● WHAT THE EXERCISE ASKS: Scan the lines below; pull out those with "success".

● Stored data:
....

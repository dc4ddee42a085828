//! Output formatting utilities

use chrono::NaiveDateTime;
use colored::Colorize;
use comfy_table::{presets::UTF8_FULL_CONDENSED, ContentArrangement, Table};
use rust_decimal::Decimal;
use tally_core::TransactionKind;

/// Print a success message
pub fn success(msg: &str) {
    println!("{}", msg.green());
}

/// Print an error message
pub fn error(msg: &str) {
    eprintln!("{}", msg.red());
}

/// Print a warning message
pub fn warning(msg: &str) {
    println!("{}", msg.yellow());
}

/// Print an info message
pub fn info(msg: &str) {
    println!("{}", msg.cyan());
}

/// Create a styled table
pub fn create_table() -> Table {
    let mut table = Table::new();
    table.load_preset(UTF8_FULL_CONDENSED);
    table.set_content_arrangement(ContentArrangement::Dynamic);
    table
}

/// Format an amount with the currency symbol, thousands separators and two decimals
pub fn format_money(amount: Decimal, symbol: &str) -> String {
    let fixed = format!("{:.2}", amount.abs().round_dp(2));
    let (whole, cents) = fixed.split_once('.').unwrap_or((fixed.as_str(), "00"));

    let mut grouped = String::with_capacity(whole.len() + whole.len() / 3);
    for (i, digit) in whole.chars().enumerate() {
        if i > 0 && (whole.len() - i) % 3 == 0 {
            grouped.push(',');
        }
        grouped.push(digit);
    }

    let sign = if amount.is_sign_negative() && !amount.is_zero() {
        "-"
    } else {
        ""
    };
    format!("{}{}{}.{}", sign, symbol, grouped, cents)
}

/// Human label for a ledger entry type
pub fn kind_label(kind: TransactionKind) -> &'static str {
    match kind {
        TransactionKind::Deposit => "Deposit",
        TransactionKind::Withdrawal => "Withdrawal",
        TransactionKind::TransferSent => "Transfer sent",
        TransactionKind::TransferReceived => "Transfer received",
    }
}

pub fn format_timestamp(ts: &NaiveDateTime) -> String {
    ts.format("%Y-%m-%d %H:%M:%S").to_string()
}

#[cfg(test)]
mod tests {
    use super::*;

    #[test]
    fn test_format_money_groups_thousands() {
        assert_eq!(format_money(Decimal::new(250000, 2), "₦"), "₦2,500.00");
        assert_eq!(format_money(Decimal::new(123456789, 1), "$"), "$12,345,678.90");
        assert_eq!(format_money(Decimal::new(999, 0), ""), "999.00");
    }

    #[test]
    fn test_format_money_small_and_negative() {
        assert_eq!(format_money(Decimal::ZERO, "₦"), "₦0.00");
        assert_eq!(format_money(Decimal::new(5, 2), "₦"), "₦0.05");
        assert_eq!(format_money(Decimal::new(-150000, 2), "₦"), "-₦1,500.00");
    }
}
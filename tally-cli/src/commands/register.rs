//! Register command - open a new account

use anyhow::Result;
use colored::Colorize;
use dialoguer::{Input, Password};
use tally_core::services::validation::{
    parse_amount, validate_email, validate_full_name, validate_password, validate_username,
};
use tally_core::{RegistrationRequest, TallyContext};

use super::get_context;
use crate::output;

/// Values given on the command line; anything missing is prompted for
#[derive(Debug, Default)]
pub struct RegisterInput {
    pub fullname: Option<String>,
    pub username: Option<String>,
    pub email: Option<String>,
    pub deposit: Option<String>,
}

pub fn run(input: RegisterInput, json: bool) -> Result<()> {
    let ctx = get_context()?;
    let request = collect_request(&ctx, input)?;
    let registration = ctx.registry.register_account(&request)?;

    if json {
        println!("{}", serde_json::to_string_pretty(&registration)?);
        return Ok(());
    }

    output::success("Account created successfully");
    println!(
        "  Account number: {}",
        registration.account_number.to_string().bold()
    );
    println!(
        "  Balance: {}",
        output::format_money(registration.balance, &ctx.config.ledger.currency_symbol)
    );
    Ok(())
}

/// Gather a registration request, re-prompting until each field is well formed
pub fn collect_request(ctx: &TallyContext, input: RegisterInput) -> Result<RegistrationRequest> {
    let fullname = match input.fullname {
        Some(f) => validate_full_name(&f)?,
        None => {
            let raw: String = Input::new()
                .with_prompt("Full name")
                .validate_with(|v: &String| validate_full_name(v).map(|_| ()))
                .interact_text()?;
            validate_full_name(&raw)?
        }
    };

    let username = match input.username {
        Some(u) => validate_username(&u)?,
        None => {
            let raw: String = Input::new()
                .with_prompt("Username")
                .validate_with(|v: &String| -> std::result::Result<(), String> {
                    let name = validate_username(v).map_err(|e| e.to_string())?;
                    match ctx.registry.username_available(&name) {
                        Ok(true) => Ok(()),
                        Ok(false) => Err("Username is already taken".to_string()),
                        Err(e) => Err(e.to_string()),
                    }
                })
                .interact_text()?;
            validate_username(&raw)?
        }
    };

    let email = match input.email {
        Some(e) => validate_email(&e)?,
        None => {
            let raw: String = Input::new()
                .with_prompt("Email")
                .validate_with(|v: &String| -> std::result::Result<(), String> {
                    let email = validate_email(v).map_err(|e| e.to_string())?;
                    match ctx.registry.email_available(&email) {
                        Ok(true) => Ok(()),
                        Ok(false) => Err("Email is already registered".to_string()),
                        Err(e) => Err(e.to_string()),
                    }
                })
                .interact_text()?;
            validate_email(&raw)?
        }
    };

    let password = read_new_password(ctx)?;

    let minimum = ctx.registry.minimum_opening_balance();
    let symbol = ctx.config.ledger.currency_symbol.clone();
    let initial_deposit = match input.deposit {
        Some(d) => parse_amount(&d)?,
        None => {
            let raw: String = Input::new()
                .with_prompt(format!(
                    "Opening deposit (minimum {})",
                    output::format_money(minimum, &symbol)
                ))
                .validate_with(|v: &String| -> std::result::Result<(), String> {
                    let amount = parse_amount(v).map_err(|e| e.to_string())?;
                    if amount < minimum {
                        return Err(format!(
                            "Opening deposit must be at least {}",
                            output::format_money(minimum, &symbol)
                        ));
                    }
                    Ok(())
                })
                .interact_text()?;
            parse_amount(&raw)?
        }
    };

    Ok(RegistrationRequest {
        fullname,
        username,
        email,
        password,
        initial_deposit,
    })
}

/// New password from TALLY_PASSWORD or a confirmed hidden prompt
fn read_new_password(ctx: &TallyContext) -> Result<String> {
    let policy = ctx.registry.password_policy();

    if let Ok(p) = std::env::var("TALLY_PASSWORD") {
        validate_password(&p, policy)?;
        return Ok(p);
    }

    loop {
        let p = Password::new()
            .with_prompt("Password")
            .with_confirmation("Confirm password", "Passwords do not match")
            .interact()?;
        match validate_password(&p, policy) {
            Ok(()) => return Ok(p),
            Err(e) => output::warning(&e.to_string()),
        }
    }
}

....

● ANSWER SECTION:
/// Print a success message
pub fn success(msg: &str) {
    output::success("Account created successfully");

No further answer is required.